**Your objective:** For the data that follows, state how many lines hold the string "Sized", giving the number by itself.

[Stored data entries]
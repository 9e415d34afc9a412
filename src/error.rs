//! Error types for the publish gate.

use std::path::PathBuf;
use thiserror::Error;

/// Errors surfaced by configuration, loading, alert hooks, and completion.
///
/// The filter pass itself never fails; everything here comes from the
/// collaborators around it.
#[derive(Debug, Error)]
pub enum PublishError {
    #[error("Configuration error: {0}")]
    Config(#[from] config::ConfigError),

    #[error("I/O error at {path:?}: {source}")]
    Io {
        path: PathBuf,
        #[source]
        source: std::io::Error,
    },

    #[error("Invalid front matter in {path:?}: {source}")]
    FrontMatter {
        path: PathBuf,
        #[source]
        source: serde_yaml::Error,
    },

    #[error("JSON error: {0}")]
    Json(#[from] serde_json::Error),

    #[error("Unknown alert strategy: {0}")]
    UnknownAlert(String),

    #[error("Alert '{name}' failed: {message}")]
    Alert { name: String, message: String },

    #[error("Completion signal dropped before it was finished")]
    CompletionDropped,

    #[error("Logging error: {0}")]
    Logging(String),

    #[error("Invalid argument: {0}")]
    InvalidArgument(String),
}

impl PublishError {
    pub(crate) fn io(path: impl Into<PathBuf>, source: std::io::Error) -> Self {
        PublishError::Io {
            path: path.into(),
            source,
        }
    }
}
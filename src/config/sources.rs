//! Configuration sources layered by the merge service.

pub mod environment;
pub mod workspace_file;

==

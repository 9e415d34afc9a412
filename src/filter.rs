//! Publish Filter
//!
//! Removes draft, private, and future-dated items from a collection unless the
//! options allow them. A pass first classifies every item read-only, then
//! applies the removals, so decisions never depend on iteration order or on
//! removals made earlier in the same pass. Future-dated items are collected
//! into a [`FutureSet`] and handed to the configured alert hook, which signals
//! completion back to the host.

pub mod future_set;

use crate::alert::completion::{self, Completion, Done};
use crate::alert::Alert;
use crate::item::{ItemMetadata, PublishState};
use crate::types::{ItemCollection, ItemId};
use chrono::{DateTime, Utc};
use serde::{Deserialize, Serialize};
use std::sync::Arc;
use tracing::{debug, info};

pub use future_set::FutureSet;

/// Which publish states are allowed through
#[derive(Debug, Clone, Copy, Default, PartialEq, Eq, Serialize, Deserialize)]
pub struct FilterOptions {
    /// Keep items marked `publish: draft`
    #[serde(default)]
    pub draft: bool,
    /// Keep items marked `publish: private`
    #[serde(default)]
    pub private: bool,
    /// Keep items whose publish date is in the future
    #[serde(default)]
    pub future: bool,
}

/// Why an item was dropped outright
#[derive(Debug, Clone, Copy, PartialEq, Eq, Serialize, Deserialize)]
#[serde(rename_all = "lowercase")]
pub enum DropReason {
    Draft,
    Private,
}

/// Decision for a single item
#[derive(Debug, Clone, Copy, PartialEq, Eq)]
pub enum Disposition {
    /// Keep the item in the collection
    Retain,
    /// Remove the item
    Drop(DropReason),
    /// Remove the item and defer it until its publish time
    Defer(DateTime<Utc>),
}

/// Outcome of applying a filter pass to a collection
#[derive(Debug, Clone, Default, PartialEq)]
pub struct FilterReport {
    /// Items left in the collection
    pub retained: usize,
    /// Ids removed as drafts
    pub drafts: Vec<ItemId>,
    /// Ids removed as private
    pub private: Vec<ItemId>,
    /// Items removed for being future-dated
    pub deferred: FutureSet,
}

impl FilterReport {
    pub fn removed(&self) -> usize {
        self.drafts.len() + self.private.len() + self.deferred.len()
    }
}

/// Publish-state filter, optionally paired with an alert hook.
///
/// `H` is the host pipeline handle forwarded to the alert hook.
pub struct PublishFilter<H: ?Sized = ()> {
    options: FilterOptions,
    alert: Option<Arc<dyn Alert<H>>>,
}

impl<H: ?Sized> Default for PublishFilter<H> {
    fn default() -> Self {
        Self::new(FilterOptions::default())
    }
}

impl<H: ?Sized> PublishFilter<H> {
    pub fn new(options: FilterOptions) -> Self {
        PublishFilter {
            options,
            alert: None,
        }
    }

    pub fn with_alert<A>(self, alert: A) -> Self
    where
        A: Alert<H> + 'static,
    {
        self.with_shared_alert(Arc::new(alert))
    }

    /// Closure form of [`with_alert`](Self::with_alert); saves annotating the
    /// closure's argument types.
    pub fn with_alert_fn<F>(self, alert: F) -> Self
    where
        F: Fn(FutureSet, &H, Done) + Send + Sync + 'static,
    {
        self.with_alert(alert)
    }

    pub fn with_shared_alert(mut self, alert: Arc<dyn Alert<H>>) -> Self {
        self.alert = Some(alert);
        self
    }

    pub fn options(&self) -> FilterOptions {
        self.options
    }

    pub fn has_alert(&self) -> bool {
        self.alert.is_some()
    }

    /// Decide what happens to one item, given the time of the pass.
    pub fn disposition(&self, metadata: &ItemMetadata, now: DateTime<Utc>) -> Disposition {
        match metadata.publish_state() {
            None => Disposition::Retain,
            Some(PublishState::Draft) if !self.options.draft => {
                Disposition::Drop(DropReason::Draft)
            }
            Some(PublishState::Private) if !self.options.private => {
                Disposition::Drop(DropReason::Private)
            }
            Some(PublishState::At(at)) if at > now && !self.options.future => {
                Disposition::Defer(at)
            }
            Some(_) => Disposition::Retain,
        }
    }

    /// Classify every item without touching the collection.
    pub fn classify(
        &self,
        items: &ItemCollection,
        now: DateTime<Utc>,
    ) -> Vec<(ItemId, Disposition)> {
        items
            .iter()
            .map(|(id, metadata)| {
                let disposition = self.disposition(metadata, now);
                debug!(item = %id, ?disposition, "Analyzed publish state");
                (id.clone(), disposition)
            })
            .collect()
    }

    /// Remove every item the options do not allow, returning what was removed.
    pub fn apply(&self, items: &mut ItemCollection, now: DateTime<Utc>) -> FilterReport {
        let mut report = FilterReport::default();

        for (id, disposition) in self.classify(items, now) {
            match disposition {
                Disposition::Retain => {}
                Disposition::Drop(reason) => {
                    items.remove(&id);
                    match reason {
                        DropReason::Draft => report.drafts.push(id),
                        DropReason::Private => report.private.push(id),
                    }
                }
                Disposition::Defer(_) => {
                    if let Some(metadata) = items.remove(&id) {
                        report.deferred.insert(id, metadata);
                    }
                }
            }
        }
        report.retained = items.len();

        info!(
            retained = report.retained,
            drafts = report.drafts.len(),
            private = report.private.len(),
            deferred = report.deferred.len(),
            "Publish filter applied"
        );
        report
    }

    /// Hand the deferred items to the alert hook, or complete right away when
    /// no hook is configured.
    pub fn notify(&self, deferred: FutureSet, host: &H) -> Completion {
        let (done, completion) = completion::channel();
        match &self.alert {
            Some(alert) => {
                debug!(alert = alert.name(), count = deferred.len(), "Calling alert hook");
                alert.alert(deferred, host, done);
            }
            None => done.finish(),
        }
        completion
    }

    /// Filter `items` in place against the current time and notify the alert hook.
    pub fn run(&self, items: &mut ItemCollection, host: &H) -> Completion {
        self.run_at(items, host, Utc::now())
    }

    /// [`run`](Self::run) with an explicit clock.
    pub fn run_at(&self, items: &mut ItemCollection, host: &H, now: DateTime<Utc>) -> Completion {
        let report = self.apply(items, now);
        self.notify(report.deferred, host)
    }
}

**Task answer:** 3